## Work instruction
Filter these entries so that only lines with the word "fqdn" remain.

Saved entries
━━━━━━━━━━━━━━━━━━━━━━━━━━━━━━

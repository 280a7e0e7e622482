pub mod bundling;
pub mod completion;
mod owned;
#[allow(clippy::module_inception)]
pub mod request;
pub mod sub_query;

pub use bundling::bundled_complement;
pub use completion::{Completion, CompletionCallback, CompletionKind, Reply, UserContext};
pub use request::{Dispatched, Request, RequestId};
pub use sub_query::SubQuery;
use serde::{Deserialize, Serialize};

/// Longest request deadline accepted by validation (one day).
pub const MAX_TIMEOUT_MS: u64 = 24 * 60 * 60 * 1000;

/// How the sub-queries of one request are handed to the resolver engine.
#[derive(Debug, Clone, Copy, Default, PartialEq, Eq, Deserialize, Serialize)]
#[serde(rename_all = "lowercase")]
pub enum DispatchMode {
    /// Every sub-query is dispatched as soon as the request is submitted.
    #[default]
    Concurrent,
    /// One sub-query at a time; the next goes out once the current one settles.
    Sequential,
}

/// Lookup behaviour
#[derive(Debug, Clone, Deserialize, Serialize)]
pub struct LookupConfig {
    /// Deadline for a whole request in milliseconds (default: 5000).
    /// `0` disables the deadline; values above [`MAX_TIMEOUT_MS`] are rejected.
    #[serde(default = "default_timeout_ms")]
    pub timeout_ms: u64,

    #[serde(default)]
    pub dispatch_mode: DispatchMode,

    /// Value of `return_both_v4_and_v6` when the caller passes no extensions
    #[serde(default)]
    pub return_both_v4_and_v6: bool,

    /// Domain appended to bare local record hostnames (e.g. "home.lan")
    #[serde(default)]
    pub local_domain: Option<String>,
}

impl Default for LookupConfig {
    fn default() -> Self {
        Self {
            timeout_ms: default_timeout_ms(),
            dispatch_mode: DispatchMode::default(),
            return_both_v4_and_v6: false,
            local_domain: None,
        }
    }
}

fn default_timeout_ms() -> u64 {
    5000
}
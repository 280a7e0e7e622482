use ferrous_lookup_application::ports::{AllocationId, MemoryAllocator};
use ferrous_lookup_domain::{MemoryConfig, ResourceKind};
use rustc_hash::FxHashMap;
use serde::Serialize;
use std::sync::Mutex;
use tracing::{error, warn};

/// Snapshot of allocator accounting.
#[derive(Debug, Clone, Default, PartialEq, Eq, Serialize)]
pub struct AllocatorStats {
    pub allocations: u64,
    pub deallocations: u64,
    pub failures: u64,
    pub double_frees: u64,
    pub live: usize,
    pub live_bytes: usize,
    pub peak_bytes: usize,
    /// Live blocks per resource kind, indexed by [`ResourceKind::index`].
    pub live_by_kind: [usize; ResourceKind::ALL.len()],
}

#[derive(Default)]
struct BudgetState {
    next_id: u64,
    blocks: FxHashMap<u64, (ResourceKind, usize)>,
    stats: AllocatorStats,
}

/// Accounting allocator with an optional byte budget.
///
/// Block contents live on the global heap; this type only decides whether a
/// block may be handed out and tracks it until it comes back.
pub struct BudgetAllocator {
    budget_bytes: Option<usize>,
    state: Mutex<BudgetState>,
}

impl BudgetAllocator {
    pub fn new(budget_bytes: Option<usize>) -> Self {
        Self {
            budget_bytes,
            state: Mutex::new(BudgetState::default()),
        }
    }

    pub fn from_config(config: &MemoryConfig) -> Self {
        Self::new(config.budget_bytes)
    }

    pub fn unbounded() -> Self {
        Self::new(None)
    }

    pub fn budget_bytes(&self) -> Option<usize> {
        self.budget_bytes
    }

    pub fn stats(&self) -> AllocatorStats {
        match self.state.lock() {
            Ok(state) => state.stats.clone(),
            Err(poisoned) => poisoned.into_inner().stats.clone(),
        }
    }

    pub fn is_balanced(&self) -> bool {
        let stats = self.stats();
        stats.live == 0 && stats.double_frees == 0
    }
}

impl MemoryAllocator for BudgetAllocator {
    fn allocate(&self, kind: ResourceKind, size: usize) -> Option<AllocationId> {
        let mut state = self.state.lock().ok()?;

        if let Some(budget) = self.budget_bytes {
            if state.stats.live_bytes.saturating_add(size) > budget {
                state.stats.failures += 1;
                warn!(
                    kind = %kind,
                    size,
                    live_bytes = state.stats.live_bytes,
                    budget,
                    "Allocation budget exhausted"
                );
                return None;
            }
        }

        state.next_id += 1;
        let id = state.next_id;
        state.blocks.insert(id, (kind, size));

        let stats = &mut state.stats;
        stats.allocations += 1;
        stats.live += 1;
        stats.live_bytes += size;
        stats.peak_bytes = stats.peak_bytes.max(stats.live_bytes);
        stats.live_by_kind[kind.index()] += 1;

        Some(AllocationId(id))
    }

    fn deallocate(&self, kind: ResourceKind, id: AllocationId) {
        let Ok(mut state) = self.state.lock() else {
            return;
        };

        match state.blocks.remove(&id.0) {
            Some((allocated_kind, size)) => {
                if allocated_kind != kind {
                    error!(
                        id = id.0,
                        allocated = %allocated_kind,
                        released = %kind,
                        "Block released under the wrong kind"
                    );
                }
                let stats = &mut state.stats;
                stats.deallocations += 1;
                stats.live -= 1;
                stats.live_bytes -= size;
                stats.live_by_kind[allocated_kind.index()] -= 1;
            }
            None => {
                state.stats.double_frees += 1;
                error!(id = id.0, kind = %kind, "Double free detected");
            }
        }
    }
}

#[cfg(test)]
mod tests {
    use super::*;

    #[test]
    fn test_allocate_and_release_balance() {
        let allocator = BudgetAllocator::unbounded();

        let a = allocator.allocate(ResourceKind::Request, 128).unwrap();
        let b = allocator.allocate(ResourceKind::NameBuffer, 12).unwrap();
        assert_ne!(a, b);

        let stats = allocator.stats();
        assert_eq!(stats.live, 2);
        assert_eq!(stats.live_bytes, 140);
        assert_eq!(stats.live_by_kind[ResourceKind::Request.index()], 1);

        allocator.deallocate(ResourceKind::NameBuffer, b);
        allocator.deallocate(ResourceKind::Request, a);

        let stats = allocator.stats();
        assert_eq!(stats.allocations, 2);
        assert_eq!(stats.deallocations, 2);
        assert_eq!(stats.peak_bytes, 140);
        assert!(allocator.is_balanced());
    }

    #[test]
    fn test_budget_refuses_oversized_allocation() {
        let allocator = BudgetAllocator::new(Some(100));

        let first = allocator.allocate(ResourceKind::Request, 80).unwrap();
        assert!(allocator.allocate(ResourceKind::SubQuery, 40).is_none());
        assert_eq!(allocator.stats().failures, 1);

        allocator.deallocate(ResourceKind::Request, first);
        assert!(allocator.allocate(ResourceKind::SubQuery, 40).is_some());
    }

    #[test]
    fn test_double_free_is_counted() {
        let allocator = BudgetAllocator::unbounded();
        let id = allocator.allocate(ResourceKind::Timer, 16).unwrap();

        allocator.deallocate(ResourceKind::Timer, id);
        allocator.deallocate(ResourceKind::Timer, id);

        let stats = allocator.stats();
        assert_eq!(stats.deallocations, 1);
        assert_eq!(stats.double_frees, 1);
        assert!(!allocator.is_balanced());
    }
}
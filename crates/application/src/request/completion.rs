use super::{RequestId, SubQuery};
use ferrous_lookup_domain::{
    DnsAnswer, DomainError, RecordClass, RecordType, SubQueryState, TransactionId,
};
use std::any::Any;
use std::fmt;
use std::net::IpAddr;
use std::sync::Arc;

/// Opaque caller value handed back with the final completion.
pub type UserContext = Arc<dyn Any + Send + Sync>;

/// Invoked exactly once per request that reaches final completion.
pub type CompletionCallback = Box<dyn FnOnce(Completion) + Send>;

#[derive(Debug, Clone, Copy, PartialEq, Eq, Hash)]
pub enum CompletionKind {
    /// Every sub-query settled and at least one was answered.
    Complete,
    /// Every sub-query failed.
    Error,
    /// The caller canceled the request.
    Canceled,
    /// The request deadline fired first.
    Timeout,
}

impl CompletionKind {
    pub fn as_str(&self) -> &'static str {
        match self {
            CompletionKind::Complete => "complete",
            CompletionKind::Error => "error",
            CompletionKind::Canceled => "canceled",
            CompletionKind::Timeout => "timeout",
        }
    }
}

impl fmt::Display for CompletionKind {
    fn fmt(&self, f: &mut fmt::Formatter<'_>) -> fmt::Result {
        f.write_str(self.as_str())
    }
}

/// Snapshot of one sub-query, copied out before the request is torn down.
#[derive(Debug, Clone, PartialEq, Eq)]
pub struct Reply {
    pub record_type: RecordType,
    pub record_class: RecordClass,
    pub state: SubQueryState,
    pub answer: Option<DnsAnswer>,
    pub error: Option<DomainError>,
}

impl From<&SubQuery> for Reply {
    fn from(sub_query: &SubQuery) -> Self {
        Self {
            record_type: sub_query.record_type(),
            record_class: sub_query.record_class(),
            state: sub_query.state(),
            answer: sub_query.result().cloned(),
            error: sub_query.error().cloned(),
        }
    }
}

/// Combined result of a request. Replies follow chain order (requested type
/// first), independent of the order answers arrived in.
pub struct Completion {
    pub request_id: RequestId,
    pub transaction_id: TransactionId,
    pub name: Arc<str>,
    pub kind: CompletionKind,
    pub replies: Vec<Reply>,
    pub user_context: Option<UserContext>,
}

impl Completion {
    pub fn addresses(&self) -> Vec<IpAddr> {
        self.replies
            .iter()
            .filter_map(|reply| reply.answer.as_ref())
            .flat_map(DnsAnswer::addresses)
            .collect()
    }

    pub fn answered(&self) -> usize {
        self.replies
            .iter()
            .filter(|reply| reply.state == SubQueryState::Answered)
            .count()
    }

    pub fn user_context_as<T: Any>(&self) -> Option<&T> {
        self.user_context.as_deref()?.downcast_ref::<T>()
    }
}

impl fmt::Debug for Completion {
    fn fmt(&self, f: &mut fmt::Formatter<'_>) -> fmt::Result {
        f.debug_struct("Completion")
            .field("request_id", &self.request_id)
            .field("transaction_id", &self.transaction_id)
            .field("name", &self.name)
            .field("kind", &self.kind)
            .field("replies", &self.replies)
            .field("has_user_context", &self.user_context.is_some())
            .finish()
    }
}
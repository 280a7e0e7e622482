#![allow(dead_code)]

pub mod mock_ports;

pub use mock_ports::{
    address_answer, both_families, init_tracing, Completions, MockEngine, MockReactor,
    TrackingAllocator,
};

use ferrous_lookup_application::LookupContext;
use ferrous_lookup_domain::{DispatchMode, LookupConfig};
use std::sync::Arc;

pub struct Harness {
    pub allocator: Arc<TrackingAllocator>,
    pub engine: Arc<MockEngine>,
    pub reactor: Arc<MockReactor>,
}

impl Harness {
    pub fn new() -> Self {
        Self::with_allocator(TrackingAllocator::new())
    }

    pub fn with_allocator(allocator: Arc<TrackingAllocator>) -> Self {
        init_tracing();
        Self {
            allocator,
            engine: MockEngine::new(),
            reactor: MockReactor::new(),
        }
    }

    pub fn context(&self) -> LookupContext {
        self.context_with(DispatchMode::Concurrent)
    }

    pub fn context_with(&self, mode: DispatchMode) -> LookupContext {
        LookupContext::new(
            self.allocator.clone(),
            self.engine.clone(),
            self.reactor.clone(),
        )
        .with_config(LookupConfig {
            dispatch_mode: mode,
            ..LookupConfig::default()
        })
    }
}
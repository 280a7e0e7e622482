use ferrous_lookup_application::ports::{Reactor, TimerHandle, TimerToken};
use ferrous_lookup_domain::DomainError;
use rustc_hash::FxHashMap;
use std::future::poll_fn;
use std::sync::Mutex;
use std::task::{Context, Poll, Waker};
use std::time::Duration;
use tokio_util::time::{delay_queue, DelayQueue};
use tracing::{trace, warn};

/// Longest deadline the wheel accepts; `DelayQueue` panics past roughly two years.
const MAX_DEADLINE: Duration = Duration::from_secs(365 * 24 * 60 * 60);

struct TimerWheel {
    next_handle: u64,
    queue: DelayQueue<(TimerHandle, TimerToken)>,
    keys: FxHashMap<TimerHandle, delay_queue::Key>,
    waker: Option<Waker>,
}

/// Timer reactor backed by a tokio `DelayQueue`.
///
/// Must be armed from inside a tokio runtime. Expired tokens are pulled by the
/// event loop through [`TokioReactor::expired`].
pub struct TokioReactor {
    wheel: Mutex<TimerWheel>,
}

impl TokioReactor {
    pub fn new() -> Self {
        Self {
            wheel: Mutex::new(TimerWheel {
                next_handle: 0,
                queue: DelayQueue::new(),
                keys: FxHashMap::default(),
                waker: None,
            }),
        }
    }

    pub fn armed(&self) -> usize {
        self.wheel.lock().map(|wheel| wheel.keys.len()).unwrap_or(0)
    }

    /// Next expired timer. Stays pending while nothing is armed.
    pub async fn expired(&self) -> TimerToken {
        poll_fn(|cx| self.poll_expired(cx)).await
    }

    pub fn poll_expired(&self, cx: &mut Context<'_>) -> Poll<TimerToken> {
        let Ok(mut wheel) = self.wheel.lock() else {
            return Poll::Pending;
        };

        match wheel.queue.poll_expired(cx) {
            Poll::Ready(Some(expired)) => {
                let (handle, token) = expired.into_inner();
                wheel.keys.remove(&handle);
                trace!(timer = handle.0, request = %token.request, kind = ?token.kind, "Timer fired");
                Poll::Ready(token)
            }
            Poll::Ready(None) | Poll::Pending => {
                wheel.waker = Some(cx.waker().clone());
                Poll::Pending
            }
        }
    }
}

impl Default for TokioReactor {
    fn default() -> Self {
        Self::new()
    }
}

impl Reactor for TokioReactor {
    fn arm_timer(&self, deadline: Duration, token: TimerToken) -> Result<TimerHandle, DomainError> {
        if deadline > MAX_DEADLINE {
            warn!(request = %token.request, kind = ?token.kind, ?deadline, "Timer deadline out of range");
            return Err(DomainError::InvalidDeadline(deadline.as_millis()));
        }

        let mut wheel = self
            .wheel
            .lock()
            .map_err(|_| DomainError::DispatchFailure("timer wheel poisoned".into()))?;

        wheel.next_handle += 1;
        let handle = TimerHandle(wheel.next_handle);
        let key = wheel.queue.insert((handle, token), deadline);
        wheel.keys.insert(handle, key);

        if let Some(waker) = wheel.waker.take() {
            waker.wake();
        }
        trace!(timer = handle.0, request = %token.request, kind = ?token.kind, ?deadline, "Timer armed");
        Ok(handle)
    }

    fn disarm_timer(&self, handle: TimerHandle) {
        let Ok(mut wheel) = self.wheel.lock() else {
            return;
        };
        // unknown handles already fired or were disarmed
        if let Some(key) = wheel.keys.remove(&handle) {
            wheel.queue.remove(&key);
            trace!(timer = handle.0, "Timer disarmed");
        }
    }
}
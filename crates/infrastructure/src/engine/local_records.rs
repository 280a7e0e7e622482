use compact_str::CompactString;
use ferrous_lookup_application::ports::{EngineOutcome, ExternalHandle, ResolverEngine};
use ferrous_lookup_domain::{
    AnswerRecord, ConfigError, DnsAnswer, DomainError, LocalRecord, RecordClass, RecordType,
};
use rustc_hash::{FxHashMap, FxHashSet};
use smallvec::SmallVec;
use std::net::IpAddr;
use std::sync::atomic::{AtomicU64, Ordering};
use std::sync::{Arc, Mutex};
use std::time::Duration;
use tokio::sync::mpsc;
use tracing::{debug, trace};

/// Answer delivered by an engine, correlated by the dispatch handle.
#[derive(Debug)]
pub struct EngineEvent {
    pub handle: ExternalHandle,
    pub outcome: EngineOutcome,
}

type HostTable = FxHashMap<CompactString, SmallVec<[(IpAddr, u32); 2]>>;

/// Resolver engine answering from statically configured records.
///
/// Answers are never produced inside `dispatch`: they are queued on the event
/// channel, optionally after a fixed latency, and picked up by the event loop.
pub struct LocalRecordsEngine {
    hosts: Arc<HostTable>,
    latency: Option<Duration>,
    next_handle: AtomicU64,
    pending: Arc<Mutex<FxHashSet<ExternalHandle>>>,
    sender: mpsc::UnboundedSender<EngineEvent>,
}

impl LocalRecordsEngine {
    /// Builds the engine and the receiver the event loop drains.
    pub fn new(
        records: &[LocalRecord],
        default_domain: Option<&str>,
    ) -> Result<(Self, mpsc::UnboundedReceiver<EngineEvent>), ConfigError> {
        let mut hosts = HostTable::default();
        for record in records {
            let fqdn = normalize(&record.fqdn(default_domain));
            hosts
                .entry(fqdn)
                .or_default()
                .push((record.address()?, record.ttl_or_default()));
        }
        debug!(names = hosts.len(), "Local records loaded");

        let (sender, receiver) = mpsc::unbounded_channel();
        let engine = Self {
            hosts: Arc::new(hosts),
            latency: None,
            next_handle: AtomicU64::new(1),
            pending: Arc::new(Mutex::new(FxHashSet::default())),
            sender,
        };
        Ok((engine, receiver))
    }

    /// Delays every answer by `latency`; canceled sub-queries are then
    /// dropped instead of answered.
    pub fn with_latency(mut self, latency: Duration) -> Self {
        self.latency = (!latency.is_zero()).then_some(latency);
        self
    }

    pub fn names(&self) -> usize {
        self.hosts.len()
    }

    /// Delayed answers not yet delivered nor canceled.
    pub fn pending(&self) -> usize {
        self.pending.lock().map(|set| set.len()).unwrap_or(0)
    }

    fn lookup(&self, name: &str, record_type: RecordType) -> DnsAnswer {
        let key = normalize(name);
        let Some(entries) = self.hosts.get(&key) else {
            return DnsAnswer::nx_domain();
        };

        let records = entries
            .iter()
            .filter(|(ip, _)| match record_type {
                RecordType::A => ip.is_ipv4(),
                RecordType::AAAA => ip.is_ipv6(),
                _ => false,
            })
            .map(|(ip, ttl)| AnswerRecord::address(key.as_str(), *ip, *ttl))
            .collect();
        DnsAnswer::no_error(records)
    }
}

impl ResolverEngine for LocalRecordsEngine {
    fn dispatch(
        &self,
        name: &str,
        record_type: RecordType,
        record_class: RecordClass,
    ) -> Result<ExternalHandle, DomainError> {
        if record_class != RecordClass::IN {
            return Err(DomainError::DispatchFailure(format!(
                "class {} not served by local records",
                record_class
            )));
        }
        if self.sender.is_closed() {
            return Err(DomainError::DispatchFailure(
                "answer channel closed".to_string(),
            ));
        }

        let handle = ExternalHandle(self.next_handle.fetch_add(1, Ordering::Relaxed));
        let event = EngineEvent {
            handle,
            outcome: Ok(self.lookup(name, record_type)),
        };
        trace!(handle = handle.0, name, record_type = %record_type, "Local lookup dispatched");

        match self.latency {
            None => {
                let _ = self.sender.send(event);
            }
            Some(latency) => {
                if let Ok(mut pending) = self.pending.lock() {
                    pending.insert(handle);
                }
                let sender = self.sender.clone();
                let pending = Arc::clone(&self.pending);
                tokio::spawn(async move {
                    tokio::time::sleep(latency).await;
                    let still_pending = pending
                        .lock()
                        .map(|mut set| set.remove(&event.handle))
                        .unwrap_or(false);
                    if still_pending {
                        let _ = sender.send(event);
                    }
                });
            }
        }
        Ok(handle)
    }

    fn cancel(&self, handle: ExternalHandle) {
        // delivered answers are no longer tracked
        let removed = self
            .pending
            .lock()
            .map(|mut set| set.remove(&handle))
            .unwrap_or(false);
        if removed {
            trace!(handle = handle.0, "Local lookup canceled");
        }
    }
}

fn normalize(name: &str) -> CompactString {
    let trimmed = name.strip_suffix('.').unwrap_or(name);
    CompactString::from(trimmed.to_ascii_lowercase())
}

━━━━━━━━━━━━━━━━━━━━━━━━━━━━━━

## Exercise response
            let fqdn = normalize(&record.fqdn(default_domain));
                .entry(fqdn)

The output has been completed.